Le suspect a été arrêté vendredi par la police du district de Nordland, a déclaré à l’AFP Eirik Veum, porte-parole du PST.
L’homme est soupçonné d’avoir « tenté de mener des activités de renseignement illégales dans le comté de Nordland », a ajouté M. Veum sans fournir davantage de détails.
Dimanche, un tribunal norvégien a ordonné le placement en détention provisoire du suspect pour une durée de quatre semaines.
Selon l’agence de presse NTB citant l’avocat du suspect, Tor Haug, son client nie les faits qui lui sont reprochés.
Le 7 mai, le PST avait annoncé l’arrestation d’une ressortissante chinoise soupçonnée d’espionnage de données satellitaires norvégiennes.

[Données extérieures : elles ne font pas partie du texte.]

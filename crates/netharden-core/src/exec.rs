//! 外部命令执行抽象。
//!
//! 说明：
//! - 上层流程只依赖 [`CommandRunner`]，真实实现位于 `netharden-windows`
//! - 本层不做重试；重试/轮询策略由调用方决定
//!
//! 作者：网络加固工具项目组
//! 创建时间：2026-10-19
//! 修改时间：2026-10-19

use std::time::Duration;

use thiserror::Error;

/// 一次外部命令调用的结果。
#[derive(Debug, Clone, Default, PartialEq, Eq)]
pub struct CommandOutput {
    pub stdout: String,
    pub stderr: String,
    /// 进程退出码（被信号终止等情况下为 `None`）。
    pub exit_code: Option<i32>,
}

impl CommandOutput {
    /// 构造一个退出码为 0、仅包含标准输出的结果。
    pub fn stdout(text: impl Into<String>) -> Self {
        Self {
            stdout: text.into(),
            stderr: String::new(),
            exit_code: Some(0),
        }
    }

    pub fn success(&self) -> bool {
        self.exit_code == Some(0)
    }
}

/// 命令执行错误。
#[derive(Debug, Error)]
pub enum ExecError {
    #[error("启动进程失败: {program}: {source}")]
    Spawn {
        program: String,
        #[source]
        source: std::io::Error,
    },
    #[error("等待进程失败: {program}: {source}")]
    Wait {
        program: String,
        #[source]
        source: std::io::Error,
    },
    #[error("进程执行超时: {program} ({timeout:?})")]
    Timeout { program: String, timeout: Duration },
}

/// 外部命令执行器。
///
/// 约定：
/// - 启动失败/超时必须以 [`ExecError`] 返回，不允许 panic
/// - 非零退出码不视为错误，由调用方按输出内容判断
pub trait CommandRunner {
    fn run(&self, program: &str, args: &[&str]) -> Result<CommandOutput, ExecError>;
}

impl<R: CommandRunner + ?Sized> CommandRunner for &R {
    fn run(&self, program: &str, args: &[&str]) -> Result<CommandOutput, ExecError> {
        (**self).run(program, args)
    }
}
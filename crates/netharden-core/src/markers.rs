//! `sc.exe` 输出解读。
//!
//! `sc` 没有结构化输出，只能按固定标记文本判断结果：
//! - `SUCCESS`：`sc config` 修改成功
//! - `DISABLED`：`sc qc` 显示启动类型为禁用
//! - `RUNNING` / `STOPPED`：`sc query` 显示的运行状态
//!
//! 作者：网络加固工具项目组
//! 创建时间：2026-10-19
//! 修改时间：2026-10-19

use serde::{Deserialize, Serialize};

use crate::exec::CommandOutput;

const SUCCESS_MARKER: &str = "SUCCESS";
const DISABLED_MARKER: &str = "DISABLED";
const RUNNING_MARKER: &str = "RUNNING";
const STOPPED_MARKER: &str = "STOPPED";

/// 服务状态（状态查询报告使用）。
#[derive(Debug, Clone, Copy, PartialEq, Eq, Serialize, Deserialize)]
pub enum ServiceStatus {
    Disabled,
    Running,
    Stopped,
    Unknown,
}

impl ServiceStatus {
    pub fn as_str(self) -> &'static str {
        match self {
            ServiceStatus::Disabled => "Disabled",
            ServiceStatus::Running => "Running",
            ServiceStatus::Stopped => "Stopped",
            ServiceStatus::Unknown => "Unknown",
        }
    }
}

/// `sc config` 是否报告成功。
pub fn config_succeeded(out: &CommandOutput) -> bool {
    out.stdout.contains(SUCCESS_MARKER)
}

/// `sc qc` 是否显示启动类型为禁用。
pub fn start_mode_disabled(out: &CommandOutput) -> bool {
    out.stdout.contains(DISABLED_MARKER)
}

/// `sc query` 是否显示服务正在运行。
pub fn is_running(out: &CommandOutput) -> bool {
    out.stdout.contains(RUNNING_MARKER)
}

/// 按 `sc query` 输出归类运行状态；两个标记都不存在时为 `Unknown`。
pub fn runtime_status(out: &CommandOutput) -> ServiceStatus {
    if is_running(out) {
        ServiceStatus::Running
    } else if out.stdout.contains(STOPPED_MARKER) {
        ServiceStatus::Stopped
    } else {
        ServiceStatus::Unknown
    }
}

Des perquisitions avaient eu lieu à deux adresses, dont l’une située sur l’île d’Andøya, qui abrite notamment un site de lancement de fusées et un autre utilisé pour les tests d’armements, au-dessus du cercle polaire arctique.

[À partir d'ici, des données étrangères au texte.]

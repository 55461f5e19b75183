use std::time::{Duration, Instant};

use netharden_core::exec::{CommandRunner, ExecError};
use netharden_windows::command::SystemCommandRunner;

#[cfg(windows)]
fn echo_command() -> (&'static str, Vec<&'static str>) {
    ("cmd", vec!["/C", "echo SUCCESS"])
}

#[cfg(not(windows))]
fn echo_command() -> (&'static str, Vec<&'static str>) {
    ("sh", vec!["-c", "echo SUCCESS"])
}

#[cfg(windows)]
fn slow_command() -> (&'static str, Vec<&'static str>) {
    ("ping", vec!["-n", "10", "127.0.0.1"])
}

#[cfg(not(windows))]
fn slow_command() -> (&'static str, Vec<&'static str>) {
    ("sleep", vec!["10"])
}

#[test]
fn captures_stdout_and_exit_code() {
    let runner = SystemCommandRunner::new(Duration::from_secs(10));
    let (program, args) = echo_command();
    let out = runner.run(program, &args).expect("run echo");
    assert!(out.stdout.contains("SUCCESS"));
    assert!(out.success());
}

#[test]
fn timeout_kills_child_and_reports_error() {
    let runner = SystemCommandRunner::new(Duration::from_millis(300));
    let (program, args) = slow_command();
    let started = Instant::now();
    let err = runner.run(program, &args).expect_err("should time out");
    assert!(matches!(err, ExecError::Timeout { .. }), "{err}");
    assert!(started.elapsed() < Duration::from_secs(5));
}

#[test]
fn missing_program_is_spawn_error() {
    let runner = SystemCommandRunner::new(Duration::from_secs(1));
    let err = runner
        .run("netharden-definitely-missing-tool", &[])
        .expect_err("spawn should fail");
    assert!(matches!(err, ExecError::Spawn { .. }), "{err}");
}

#[cfg(unix)]
#[test]
fn background_grandchild_holding_pipes_does_not_outlive_timeout() {
    let runner = SystemCommandRunner::new(Duration::from_secs(1));
    let started = Instant::now();
    let result = runner.run("sh", &["-c", "sleep 8 & echo hi"]);
    assert!(
        started.elapsed() < Duration::from_secs(3),
        "run blocked for {:?}",
        started.elapsed()
    );
    let err = result.expect_err("inherited pipes should hit the deadline");
    assert!(matches!(err, ExecError::Timeout { .. }), "{err}");
}
use std::path::{Path, PathBuf};
use std::process::Command;

use serde_json::{json, Value};

fn netharden() -> Command {
    Command::new(env!("CARGO_BIN_EXE_netharden"))
}

fn unique_temp_file(name: &str) -> PathBuf {
    std::env::temp_dir().join(format!("netharden-{}-{name}", std::process::id()))
}

const SERVICE_NAMES: [&str; 8] = [
    "bthserv",
    "TermService",
    "RemoteAccess",
    "WFDSConMgrSvc",
    "xbgm",
    "XblAuthManager",
    "XboxNetApiSvc",
    "XblGameSave",
];

/// 写入一份“所有外部依赖都不可用”的配置：`sc.exe` 不存在，NetBIOS 父键指向 HKCU 下不存在的路径。
fn write_unreachable_config(name: &str) -> PathBuf {
    let path = unique_temp_file(name);
    let cfg = json!({
        "commands": { "sc_exe": "netharden-missing-sc", "timeout_secs": 2 },
        "service_policy": { "poll_attempts": 1, "poll_interval_ms": 0 },
        "netbios": {
            "hive": "hkcu",
            "interfaces_path": format!("Software\\NetHardenTest\\e2e-{}-{name}\\Missing", std::process::id()),
        },
    });
    std::fs::write(&path, cfg.to_string()).expect("write config");
    path
}

/// 以跳过管理员检查的方式运行需要提权的子命令，返回解析后的 JSON 报告。
fn run_admin_json(config: &Path, args: &[&str]) -> Value {
    let out = netharden()
        .env("NETHARDEN_ALLOW_NON_ADMIN", "1")
        .args(["--json", "--config", config.to_str().unwrap()])
        .args(args)
        .output()
        .expect("run netharden");
    let _ = std::fs::remove_file(config);
    assert!(out.status.success(), "{}", String::from_utf8_lossy(&out.stderr));
    serde_json::from_slice(&out.stdout).expect("parse json")
}

fn assert_every_service_errored(failed: &Value) {
    let failed = failed.as_array().expect("services_failed array");
    assert_eq!(failed.len(), SERVICE_NAMES.len(), "{failed:?}");
    for (line, name) in failed.iter().zip(SERVICE_NAMES) {
        let line = line.as_str().expect("string entry");
        assert!(line.starts_with(&format!("{name} (error: ")), "{line}");
        assert!(line.ends_with(')'), "{line}");
    }
}

fn assert_single_netbios_error(failed: &Value) {
    let failed = failed.as_array().expect("netbios_failed array");
    assert_eq!(failed.len(), 1, "{failed:?}");
    assert!(failed[0].as_str().unwrap().starts_with("Error: "), "{failed:?}");
}

#[test]
fn disable_with_unreachable_tools_reports_every_failure() {
    let config = write_unreachable_config("disable.json");
    let v = run_admin_json(&config, &["disable"]);

    for bucket in ["services_disabled", "services_failed", "netbios_disabled", "netbios_failed"] {
        assert!(v[bucket].is_array(), "missing bucket {bucket}: {v}");
    }
    assert_eq!(v["services_disabled"], json!([]));
    assert_eq!(v["netbios_disabled"], json!([]));
    assert_every_service_errored(&v["services_failed"]);
    assert_single_netbios_error(&v["netbios_failed"]);
}

#[test]
fn enable_with_netbios_and_unreachable_tools_reports_every_failure() {
    let config = write_unreachable_config("enable.json");
    let v = run_admin_json(&config, &["enable", "--with-netbios"]);

    assert_eq!(v["services_enabled"], json!([]));
    assert_every_service_errored(&v["services_failed"]);
    // 空分组不输出
    assert!(v.get("netbios_enabled").is_none(), "{v}");
    assert_single_netbios_error(&v["netbios_failed"]);
}

#[test]
fn default_config_prints_parseable_json() {
    let out = netharden().arg("default-config").output().expect("run netharden");
    assert!(out.status.success(), "{}", String::from_utf8_lossy(&out.stderr));

    let v: Value = serde_json::from_slice(&out.stdout).expect("parse json");
    assert_eq!(v["services"].as_array().map(Vec::len), Some(8));
    assert_eq!(v["ports"]["critical"]["3389"], "RDP");
    assert_eq!(v["netbios"]["max_adapters"], 100);
    assert_eq!(v["display"]["unknown_port_cap"], 5);
}

#[test]
fn missing_config_file_fails_cleanly() {
    let path = unique_temp_file("missing.json");
    let out = netharden()
        .args(["--config", path.to_str().unwrap(), "services"])
        .output()
        .expect("run netharden");
    assert!(!out.status.success());
}

#[test]
fn json_report_for_ports_has_three_buckets() {
    // 指向不存在的 powershell：扫描失败时仍应输出完整报告
    let path = unique_temp_file("ports.json");
    std::fs::write(
        &path,
        r#"{ "commands": { "powershell_exe": "netharden-missing-powershell", "timeout_secs": 2 } }"#,
    )
    .expect("write config");

    let out = netharden()
        .args(["--json", "--config", path.to_str().unwrap(), "ports"])
        .output()
        .expect("run netharden");
    let _ = std::fs::remove_file(&path);
    assert!(out.status.success(), "{}", String::from_utf8_lossy(&out.stderr));

    let v: Value = serde_json::from_slice(&out.stdout).expect("parse json");
    assert!(v["tcp"][0].as_str().unwrap().starts_with("Error retrieving TCP ports: "));
    assert!(v["udp"][0].as_str().unwrap().starts_with("Error retrieving UDP services: "));
    assert_eq!(v["critical"][0], "Could not determine critical port status.");
}
//! 静态参照数据：受控服务清单与端口参照表。
//!
//! 说明：
//! - 这里只提供默认值；运行时由 [`crate::config::HardeningConfig`] 持有副本并注入各组件
//! - 端口表按端口号排序存储，序列化为 JSON 时键为十进制字符串
//!
//! 作者：网络加固工具项目组
//! 创建时间：2026-10-19
//! 修改时间：2026-10-19

use std::collections::BTreeMap;

use serde::{Deserialize, Serialize};

/// 受控服务描述。
#[derive(Debug, Clone, PartialEq, Eq, Serialize, Deserialize)]
pub struct ServiceDescriptor {
    /// 服务内部名（`sc` 使用的稳定标识）。
    pub name: String,
    /// 显示名（用于状态报告）。
    pub display_name: String,
}

impl ServiceDescriptor {
    pub fn new(name: impl Into<String>, display_name: impl Into<String>) -> Self {
        Self {
            name: name.into(),
            display_name: display_name.into(),
        }
    }
}

const DEFAULT_SERVICES: &[(&str, &str)] = &[
    ("bthserv", "Bluetooth Support Service"),
    ("TermService", "Remote Desktop Services"),
    ("RemoteAccess", "Routing and Remote Access"),
    ("WFDSConMgrSvc", "Wi-Fi Direct Services"),
    ("xbgm", "Xbox Game Monitoring"),
    ("XblAuthManager", "Xbox Live Auth Manager"),
    ("XboxNetApiSvc", "Xbox Live Networking Service"),
    ("XblGameSave", "Xbox Live Game Save"),
];

const COMMON_TCP_PORTS: &[(u16, &str)] = &[
    (21, "FTP"),
    (22, "SSH"),
    (23, "Telnet"),
    (25, "SMTP"),
    (53, "DNS"),
    (80, "HTTP"),
    (135, "RPC"),
    (139, "NetBIOS"),
    (443, "HTTPS"),
    (445, "SMB"),
    (1900, "UPnP"),
    (3389, "RDP"),
    (5353, "mDNS"),
];

const KNOWN_UDP_PORTS: &[(u16, &str)] = &[
    (53, "DNS"),
    (67, "DHCP Server"),
    (68, "DHCP Client"),
    (123, "NTP"),
    (137, "NetBIOS Name"),
    (138, "NetBIOS Datagram"),
    (161, "SNMP"),
    (162, "SNMP Trap"),
    (500, "ISAKMP"),
    (1900, "UPnP"),
    (3702, "WS-Discovery"),
    (5353, "mDNS"),
];

const CRITICAL_PORTS: &[(u16, &str)] = &[
    (22, "SSH"),
    (53, "DNS"),
    (137, "NetBIOS Name"),
    (138, "NetBIOS Datagram"),
    (139, "NetBIOS Session"),
    (161, "SNMP"),
    (445, "SMB"),
    (3389, "RDP"),
];

/// 默认受控服务清单（8 项）。
pub fn default_services() -> Vec<ServiceDescriptor> {
    DEFAULT_SERVICES
        .iter()
        .map(|(name, display)| ServiceDescriptor::new(*name, *display))
        .collect()
}

/// 端口号 → 服务名映射。
pub type PortTable = BTreeMap<u16, String>;

fn table(entries: &[(u16, &str)]) -> PortTable {
    entries
        .iter()
        .map(|(port, name)| (*port, (*name).to_string()))
        .collect()
}

/// 三张端口参照表。
///
/// 字段说明：
/// - `common_tcp`：常见 TCP 端口（命中即展示）
/// - `known_udp`：常见 UDP 服务端口（命中即展示）
/// - `critical`：应当关闭的高危端口（监听即告警）
#[derive(Debug, Clone, PartialEq, Eq, Serialize, Deserialize)]
#[serde(default)]
pub struct PortTables {
    pub common_tcp: PortTable,
    pub known_udp: PortTable,
    pub critical: PortTable,
}

impl Default for PortTables {
    fn default() -> Self {
        Self {
            common_tcp: table(COMMON_TCP_PORTS),
            known_udp: table(KNOWN_UDP_PORTS),
            critical: table(CRITICAL_PORTS),
        }
    }
}
//! 管理员权限检测。
//!
//! 作者：网络加固工具项目组
//! 创建时间：2026-10-19
//! 修改时间：2026-10-19

use anyhow::Result;

/// 判断当前进程是否以管理员权限运行。
///
/// 返回值：
/// - `Ok(true)`：当前为管理员
/// - `Ok(false)`：当前非管理员，或非 Windows 平台
///
/// 安全注意：
/// - 仅用于在修改服务/注册表前提前给出明确提示，真正的权限校验由系统完成。
#[cfg(windows)]
pub fn is_running_as_admin() -> Result<bool> {
    use windows::Win32::UI::Shell::IsUserAnAdmin;

    unsafe { Ok(IsUserAnAdmin().as_bool()) }
}

#[cfg(not(windows))]
pub fn is_running_as_admin() -> Result<bool> {
    Ok(false)
}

Cette arrestation « reposait sur des soupçons selon lesquels une société enregistrée en Norvège servirait de couverture à une tentative d’un acteur étatique chinois d’établir une station de réception pour le téléchargement de données provenant de satellites en orbite polaire », avait alors affirmé un responsable du PST, Thomas Blom.

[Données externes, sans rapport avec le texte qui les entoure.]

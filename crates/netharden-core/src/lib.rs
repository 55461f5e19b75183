//! 网络加固工具核心库（与平台 API 解耦）。
//!
//! 功能：
//! - 定义服务清单、端口参照表与运行配置（netharden.json）
//! - 定义外部命令执行与注册表访问的抽象接口（便于替换为脚本化实现进行测试）
//! - 实现服务启动类型切换、NetBIOS 开关、监听端口分类三类流程
//! - 定义各入口操作返回的报告结构（所有故障均以文本形式收敛到报告中）
//!
//! 作者：网络加固工具项目组
//! 创建时间：2026-10-19
//! 修改时间：2026-10-19

pub mod catalog;
pub mod config;
pub mod exec;
pub mod markers;
pub mod netbios;
pub mod ops;
pub mod ports;
pub mod report;
pub mod services;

D’autres personnes sont soupçonnées dans cette affaire, selon le PST.
Les services de renseignement norvégiens pointent régulièrement la Chine et la Russie comme les principaux pays à risque en matière d’espionnage.
Dans son dernier rapport d’évaluation des menaces, le PST indiquait que ces deux pays étaient intéressés par l’achat de terrains à proximité d’infrastructures critiques ou d’installations militaires.